Low-cost plasmids, described for the first time in the study are a threat to use of antibiotics.
Plasmids are naturally occurring 'DNA parasites' of many bacterial species and have been known about for over 30 years. Some are able to transfer themselves from one bacterial cell to another through a sex-like process called conjugation, contributing to bacterial evolution. Worryingly, as well as copying themselves plasmids can pick up and transfer bacterial genes, such as those that make pathogens resistant to antibiotics.
However, the plasmid comes at a cost to the host bacterium: gaining a plasmid can reduce the host's ability to grow and reduce its fitness. When antibiotic treatment is stopped, the new microbe–plasmid combination will be eliminated quickly through fierce competition from more 'fit', plasmid-free bacteria.
The research teams, led by Professor Charles J. Dorman at Trinity College Dublin, Ireland, and Dr John Wain at the Wellcome Trust Sanger Institute in Cambridge, UK, have discovered that an important class of plasmids use a stealth gene (called sfh) to allow entry into a new bacterium with minimal reduction in fitness.

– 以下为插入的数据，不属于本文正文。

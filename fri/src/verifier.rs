use stark_field::fold::{extend_indices, fold_sort_generate};
use stark_field::interpolation::{barycentric_weights, interpolate_at};
use stark_field::{EvaluationDomain, Field};

use crate::error::VerificationFailure;
use crate::merkle::MerkleTree;
use crate::parameters::FriParameters;
use crate::proof::FriProof;
use crate::sponge::Sponge;

/// Runs the FRI verifier against `proof`, replaying `sponge` in lockstep with the prover. Returns
/// `Ok(())` on acceptance; otherwise the specific check that failed, localized per the contract
/// that a verifier never partially accepts.
pub fn verify<F: Field>(
    proof: &FriProof<F>,
    params: &FriParameters<F>,
    sponge: &mut Sponge,
) -> Result<(), VerificationFailure> {
    let k = params.folding_factor;

    if proof.final_polynomial.degree_plus_one() > params.final_coeffs {
        return Err(VerificationFailure::FinalDegreeTooHigh);
    }

    if proof.roots.len() != params.rounds + 1 || proof.round_proofs.len() != params.rounds + 1 {
        return Err(VerificationFailure::MerkleOpening { round: 0 });
    }
    for (round, rp) in proof.round_proofs.iter().enumerate() {
        let ok = MerkleTree::verify_bulk(&rp.stacked_rows, proof.roots[round], &rp.indices, &rp.paths);
        if !ok {
            return Err(VerificationFailure::MerkleOpening { round });
        }
    }

    let mut phis = Vec::with_capacity(params.rounds + 1);
    for (round, &root) in proof.roots.iter().enumerate() {
        sponge.absorb_hash(root);
        if round == 0 {
            // discarded: mirrors the prover's expand_ext randomness, already baked into
            // degree_correction_polynomial, which the proof carries explicitly.
            let _ = sponge.squeeze_field_element::<F>();
        }
        phis.push(sponge.squeeze_field_element::<F>());
    }

    let domains = fold_domain_chain(&params.domain, k, params.rounds);
    let q0 = domains[0].len() / k;
    let indices = sponge.squeeze_indices(params.repetitions, q0);
    if indices != proof.round_proofs[0].indices {
        return Err(VerificationFailure::Consistency { round: 0, query: 0 });
    }

    for round in 0..=params.rounds {
        let rp = &proof.round_proofs[round];
        let domain = &domains[round];
        let n = domain.len();

        let mut folded_values = Vec::with_capacity(rp.indices.len());
        for (qi, &i) in rp.indices.iter().enumerate() {
            let preimages = extend_indices(&[i], n, k);
            let xs: Vec<F> = preimages.iter().map(|&p| domain.points[p]).collect();
            let mut ys = rp.stacked_rows[qi].clone();
            if round == 0 {
                for (y, &x) in ys.iter_mut().zip(&xs) {
                    *y *= proof.degree_correction_polynomial.eval(x);
                }
            }
            let points: Vec<(F, F)> = xs.iter().zip(ys.iter()).map(|(&x, &y)| (x, y)).collect();
            let weights = barycentric_weights(&points);
            folded_values.push(interpolate_at(&points, phis[round], &weights));
        }

        let q_round = n / k;
        if round < params.rounds {
            let next_len = q_round / k;
            let (next_indices, check_indices, folded_values) =
                fold_sort_generate(&rp.indices, next_len, &folded_values);
            let next_rp = &proof.round_proofs[round + 1];
            if next_rp.indices != next_indices {
                return Err(VerificationFailure::Consistency { round, query: 0 });
            }
            for (t, (&ci, &expected)) in check_indices.iter().zip(folded_values.iter()).enumerate() {
                if next_rp.stacked_rows[t][ci] != expected {
                    return Err(VerificationFailure::Consistency { round, query: t });
                }
            }
        } else {
            let next_len = q_round / k;
            let (next_indices, check_indices, folded_values) =
                fold_sort_generate(&rp.indices, next_len, &folded_values);
            let positions: Vec<F> = next_indices
                .iter()
                .zip(check_indices.iter())
                .map(|(&ni, &ci)| domain.points[ni + q_round * ci])
                .collect();
            let expected = proof.final_polynomial.eval_batch(&positions);
            for (t, (&e, &v)) in expected.iter().zip(folded_values.iter()).enumerate() {
                if e != v {
                    return Err(VerificationFailure::FinalCheck { query: t });
                }
            }
        }
    }

    Ok(())
}

fn fold_domain_chain<F: Field>(initial: &EvaluationDomain<F>, k: usize, rounds: usize) -> Vec<EvaluationDomain<F>> {
    let mut domains = Vec::with_capacity(rounds + 1);
    let mut current = initial.clone();
    domains.push(current.clone());
    for _ in 0..rounds {
        current = current.fold(k);
        domains.push(current.clone());
    }
    domains
}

With the low-cost version of the resistance plasmid they have described in Salmonella, resistant bacteria are likely to survive and the resistance genes to persist even if antibiotic therapy is stopped.
Their research shows that sfh codes for a protein that is very similar to another bacterial protein: the role of the protein is to organise the genetic material in bacterium and control activity of many genes, including those involved in causing disease. The sfh protein binds to the new plasmid DNA, preventing its detection by the bacterium.
"The bacterial protein, called H-NS, is a very important molecule and affects the way a bacterial pathogen operates. By bringing in its own supply of the H-NS-like stealth protein (called Sfh), the plasmid avoids interfering with the natural balance of H-NS and DNA in the cell," explained Professor Dorman.
"Our work suggests that bacterial fitness can be manipulated by altering the proportions of H-NS and DNA in the cell, perhaps through the use of drugs, an insight that may be exploited in the future to prevent or to fight infection."
Bringing its own supply of the host-like protein is clearly an advantage for the plasmid, suggesting that the normal supply of H-NS in the bacterium may become limited when new DNA is imported. If a modified plasmid, lacking the sfh gene, is transferred to Salmonella, the effects of the plasmid are very rapidly detected.
Bacteria can acquire and transfer resistance genes through a variety of methods, but this new study shows how a single gene has the potential to increase dramatically the chance of successful - and health-threatening - transfer and survival of a battery of antibiotic-resistance genes.
The consequences for managing disease - especially in developing countries - are significant, explained Dr John Wain: "These plasmids are found in many pathogenic bacteria including those that cause typhoid and paratyphoid fever. Both of these diseases are increasing in the developing world and in the UK we are seeing more and more imported cases.
"But understanding is not enough: we now need to exploit this information to try to prevent the plasmid spreading any further."